Norton wins historic vote as Rochester’s first woman mayor
Kim Norton said her campaign wasn’t about becoming Rochester’s first female mayor.
She said she was running to serve her city, and she just happens to be a woman.
At the same time, the newly elected mayor acknowledges the timing makes it something larger.
“There are a lot of women that ended up running for office, so I am part of something that is historic, and that’s exciting, too,” she said.
Still, she said she doesn’t think it was her gender that led to her receiving nearly 68 percent of the 46,968 votes cast in the city Tuesday.
“I think it was my experience and people’s trust in me,” said the former state legislator, who served five terms in the Minnesota House.
Her opponent, Charlie O’Connell, supported that trust in her experience.
“I think the future of Rochester is in good hands,” he said after the votes were tallied Tuesday night.
Norton and O’Connell were able to conduct campaigns based on mutual respect, even sometimes being the targets of complaints that they were not doing enough to define their differences.

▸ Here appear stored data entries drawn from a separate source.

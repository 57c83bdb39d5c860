use repnet_serde::{BitReader, BitWrite, SerdeErr};

/// Writes a tag net index in two segments: `first_segment_bits` low bits and
/// a "more" bit, followed by the remaining `total_bits - first_segment_bits`
/// high bits only when the value does not fit the first segment. Without a
/// usable first segment the value is written flat in `total_bits` bits.
pub fn write_tag_net_index_packed(
    writer: &mut dyn BitWrite,
    value: u32,
    first_segment_bits: u32,
    total_bits: u32,
) {
    if first_segment_bits == 0 || first_segment_bits >= total_bits {
        writer.write_u32(value, total_bits);
        return;
    }

    let mask = (1u32 << first_segment_bits) - 1;
    writer.write_u32(value & mask, first_segment_bits);
    let more = value > mask;
    writer.write_bit(more);
    if more {
        writer.write_u32(value >> first_segment_bits, total_bits - first_segment_bits);
    }
}

pub fn read_tag_net_index_packed(
    reader: &mut BitReader,
    first_segment_bits: u32,
    total_bits: u32,
) -> Result<u32, SerdeErr> {
    if first_segment_bits == 0 || first_segment_bits >= total_bits {
        return reader.read_u32(total_bits);
    }

    let first = reader.read_u32(first_segment_bits)?;
    if !reader.read_bit()? {
        return Ok(first);
    }
    let second = reader.read_u32(total_bits - first_segment_bits)?;
    Ok((second << first_segment_bits) | first)
}

/// Bits `write_tag_net_index_packed` uses for `value`.
pub fn tag_net_index_packed_bits(value: u32, first_segment_bits: u32, total_bits: u32) -> u32 {
    if first_segment_bits == 0 || first_segment_bits >= total_bits {
        return total_bits;
    }
    if value >> first_segment_bits == 0 {
        first_segment_bits + 1
    } else {
        total_bits + 1
    }
}
/// A logical stream within a connection. Owns the reliability bookkeeping of
/// its bunches: the window of unacknowledged outgoing reliable bunches,
/// incoming reliable bunches that arrived ahead of sequence, and the partial
/// bunch being reassembled.
pub struct Channel {
    index: ChannelIndex,
    kind: ChannelKind,
    opened_locally: bool,
    /// Packets the open bunch went out in (or arrived in).
    pub(crate) open_packet_id: Option<PacketIdRange>,
    pub(crate) open_acked: bool,
    /// Opened by an unreliable bunch; goes away once the open is acked.
    open_temporary: bool,
    closing: bool,
    dormant: bool,
    pending_dormancy: bool,
    broken: bool,
    paused_until_reliable_ack: bool,
    cleaned_up: bool,
    pub(crate) out_rec: ReliableRing<OutBunch>,
    in_rec: BTreeMap<ChannelSequence, InBunch>,
    in_partial: Option<InBunch>,
}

“That’s really what I’m most proud about with the whole campaign,” O’Connell said of the respect between the candidates, noting many voters are tired of the negative messages.
Norton agreed, noting O’Connell made her commitment to running a civil campaign easy. She said the respect was seen between candidates from the beginning, including in the seven-way primary race, in which Norton received 52 percent of the vote.
“I think we all ran on what we had to offer,” she said. “I wish more politician would do that.”
During the campaign Norton said she plans to be “a strong mayor in a weak mayor system,” citing a desire to influence policy more than previous mayors have. She’s also listed transparency, housing and creating a sustainable community as priorities.